優里(生者)のもとに突然現れた青野くん(死者)。
生者と死者は、二度と触れ合うことができないはず。
でも、優里の青野くんに対する執着心がそのタブーを破ってしまいそう。
一方、ときどき現れる黒青野。
その真の意図もわからぬまま、優里は黒青野に翻弄されていき……。
純粋で一途な想いが行き過ぎると、自己中心的な偏愛に陥りがちなもの。
この物語の主人公・優里は、幽霊になった青野くんに遭遇したとき、「純愛のためなら死をもいとわない」というような、怖れと憧れが入り混じった表情を浮かべます。
この優里の行き過ぎた一途さが、この物語のすべての始まりなのです。
今回は、この作品のテーマのひとつである「愛のかたち」を紹介します。
『青野くんに触りたいから死にたい』は「愛のかたち」をめぐる物語
ホラー要素の強いこの作品ですが、読み応えのある深い物語になっています。
その理由は、愛に関するテーマが物語の根底に存在するからです。
「お互いに、相手を自分のものにしようとする愛」から、「お互いに、相手を支え合う愛」に至るまで、愛には様々な ”かたち” や ”レベル” があると思いますが、この作品に出てくるのは、「自己犠牲を伴う愛」です。
『青野くんに触りたいから死にたい』は ”自己犠牲を伴う愛” の克服がテーマ
優里の行動を通して問われているのが、この「自己犠牲を伴う愛」です。
「相手のためなら死んでも構わない」というたぐいの愛は、それが、相手が一番悲しむことだとすら気づいていない愚かなエゴです。
優里は何度か、この過ちを犯します。
次のようなときでした。
・仲間の命を助けるため、自分を犠牲にして黒青野に瞳を捧げたとき。
・黒青野の求めるまま、自分の体を傷つけることを許したとき。
この時優里は、青野くんの優里に対する ”愛” や ”意思” を完全に無視したのです。

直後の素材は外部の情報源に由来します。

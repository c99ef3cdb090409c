//! Product Aggregate

use chrono::{DateTime, Utc};
use serde::{Deserialize, Serialize};
use std::str::FromStr;
use thiserror::Error;
use uuid::Uuid;
use crate::domain::value_objects::{CategoryName, Money, Quantity, Sku};
use crate::domain::events::{DomainEvent, ProductEvent};

#[derive(Clone, Debug, Serialize)]
pub struct Product {
    pub(crate) id: Uuid,
    pub(crate) sku: Sku,
    pub(crate) name: String,
    pub(crate) description: String,
    pub(crate) price: Money,
    pub(crate) stock: Quantity,
    pub(crate) category: CategoryName,
    pub(crate) status: ProductStatus,
    pub(crate) created_at: DateTime<Utc>,
    pub(crate) updated_at: DateTime<Utc>,
    #[serde(skip)]
    pub(crate) events: Vec<DomainEvent>,
}

#[derive(Clone, Copy, Debug, Default, PartialEq, Eq, Serialize, Deserialize)]
#[serde(rename_all = "snake_case")]
pub enum ProductStatus { #[default] Draft, Active, Archived }

impl ProductStatus {
    pub fn as_str(&self) -> &'static str {
        match self { Self::Draft => "draft", Self::Active => "active", Self::Archived => "archived" }
    }
}

impl FromStr for ProductStatus {
    type Err = ProductError;
    fn from_str(s: &str) -> Result<Self, Self::Err> {
        match s {
            "draft" => Ok(Self::Draft),
            "active" => Ok(Self::Active),
            "archived" => Ok(Self::Archived),
            other => Err(ProductError::UnknownStatus(other.to_string())),
        }
    }
}

impl Product {
    pub fn create(sku: Sku, name: impl Into<String>, price: Money, category: CategoryName) -> Result<Self, ProductError> {
        let name = name.into().trim().to_string();
        Self::check(&name, &price)?;
        let now = Utc::now();
        let mut product = Self {
            id: Uuid::now_v7(), sku: sku.clone(), name, description: String::new(), price, stock: Quantity::default(),
            category: category.clone(), status: ProductStatus::Draft, created_at: now, updated_at: now, events: vec![],
        };
        product.raise_event(DomainEvent::Product(ProductEvent::Created { sku, category }));
        Ok(product)
    }

    /// Field checks `create` runs, for callers that must reject input before
    /// writing anything else.
    pub fn check(name: &str, price: &Money) -> Result<(), ProductError> {
        if name.trim().is_empty() { return Err(ProductError::MissingName); }
        if price.is_negative() { return Err(ProductError::NegativePrice); }
        Ok(())
    }

    pub fn id(&self) -> Uuid { self.id }
    pub fn sku(&self) -> &Sku { &self.sku }
    pub fn name(&self) -> &str { &self.name }
    pub fn description(&self) -> &str { &self.description }
    pub fn price(&self) -> &Money { &self.price }
    pub fn stock(&self) -> Quantity { self.stock }
    pub fn category(&self) -> &CategoryName { &self.category }
    pub fn status(&self) -> ProductStatus { self.status }
    pub fn created_at(&self) -> DateTime<Utc> { self.created_at }
    pub fn updated_at(&self) -> DateTime<Utc> { self.updated_at }
    pub fn is_in_stock(&self) -> bool { !self.stock.is_zero() }

    pub fn rename(&mut self, name: impl Into<String>) -> Result<(), ProductError> {
        let name = name.into().trim().to_string();
        if name.is_empty() { return Err(ProductError::MissingName); }
        self.name = name;
        self.touch();
        Ok(())
    }

    pub fn describe(&mut self, description: impl Into<String>) {
        self.description = description.into();
        self.touch();
    }

    pub fn publish(&mut self) -> Result<(), ProductError> {
        if self.status == ProductStatus::Archived { return Err(ProductError::Archived); }
        if self.status == ProductStatus::Active { return Ok(()); }
        self.status = ProductStatus::Active;
        self.touch();
        self.raise_event(DomainEvent::Product(ProductEvent::Published { sku: self.sku.clone() }));
        Ok(())
    }

    pub fn archive(&mut self) {
        if self.status == ProductStatus::Archived { return; }
        self.status = ProductStatus::Archived;
        self.touch();
        self.raise_event(DomainEvent::Product(ProductEvent::Archived { sku: self.sku.clone() }));
    }

    /// Moves to `status`; archived products can only go back to draft.
    pub fn set_status(&mut self, status: ProductStatus) -> Result<(), ProductError> {
        match status {
            ProductStatus::Active => self.publish(),
            ProductStatus::Archived => { self.archive(); Ok(()) }
            ProductStatus::Draft => {
                if self.status != ProductStatus::Draft { self.status = ProductStatus::Draft; self.touch(); }
                Ok(())
            }
        }
    }

    pub fn update_price(&mut self, new_price: Money) -> Result<(), ProductError> {
        if new_price.is_negative() { return Err(ProductError::NegativePrice); }
        if new_price == self.price { return Ok(()); }
        let amount = new_price.amount();
        self.price = new_price;
        self.touch();
        self.raise_event(DomainEvent::Product(ProductEvent::PriceChanged { sku: self.sku.clone(), amount }));
        Ok(())
    }

    pub fn add_stock(&mut self, qty: u32) {
        self.stock = self.stock.add(qty);
        self.touch();
        self.raise_event(DomainEvent::Product(ProductEvent::StockAdded { sku: self.sku.clone(), quantity: qty }));
    }

    pub fn remove_stock(&mut self, qty: u32) -> Result<(), ProductError> {
        self.stock = self.stock.subtract(qty).ok_or(ProductError::InsufficientStock)?;
        self.touch();
        self.raise_event(DomainEvent::Product(ProductEvent::StockRemoved { sku: self.sku.clone(), quantity: qty }));
        Ok(())
    }

    /// Sets stock to `qty`, recording the difference as an addition or removal.
    pub fn set_stock(&mut self, qty: u32) -> Result<(), ProductError> {
        let current = self.stock.value();
        if qty > current { self.add_stock(qty - current); }
        else if qty < current { self.remove_stock(current - qty)?; }
        Ok(())
    }

    pub fn take_events(&mut self) -> Vec<DomainEvent> { std::mem::take(&mut self.events) }
    fn raise_event(&mut self, e: DomainEvent) { self.events.push(e); }
    fn touch(&mut self) { self.updated_at = Utc::now(); }
}

#[derive(Debug, Clone, PartialEq, Eq, Error)]
pub enum ProductError {
    #[error("Missing name")]
    MissingName,
    #[error("Price cannot be negative")]
    NegativePrice,
    #[error("Insufficient stock")]
    InsufficientStock,
    #[error("Archived products cannot be published")]
    Archived,
    #[error("Unknown product status {0:?}")]
    UnknownStatus(String),
}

後に優里は、このことを死ぬほど後悔することになります。
愛をめぐる優里の成長
「自己犠牲を伴う愛」は、相手を自分のものにしようとする ”利己的な感覚” が源だと考えられます。
結局は、相手のことを考えない自己愛と言えます。
優里はこれを徐々に克服していきます。
この展開が、まさにこの作品の大きな見どころになっています。
優里が目指した愛は、相手を支えるという利他的な愛です。
これを可能にしたのが、優里が本来持っている、”自分を深く反省する素直さ” と ”心から人を受け入れる優しさ” です。
まとめ
「情念に左右される愛」がテーマなら、ドラマチックな展開で読者の興味を引くことはできても、しょせんは三文芝居で終わるのがおちです。
人の心に深い印象を残すことはありません。
でも、『青野くんに触りたいから死にたい』は一味違います。
「行き過ぎた純粋さ」と「執着心」を持つ主人公・優里が、その感覚に溺れることなく、自分自身を成長させていく過程が丁寧に描かれていくのです。
それも極めて自然にです。
この作品の凄さは、実際に読んでもらうのが一番です。
ぜひあなたの目で確かめてみてください。
心から、すべての方におすすめします。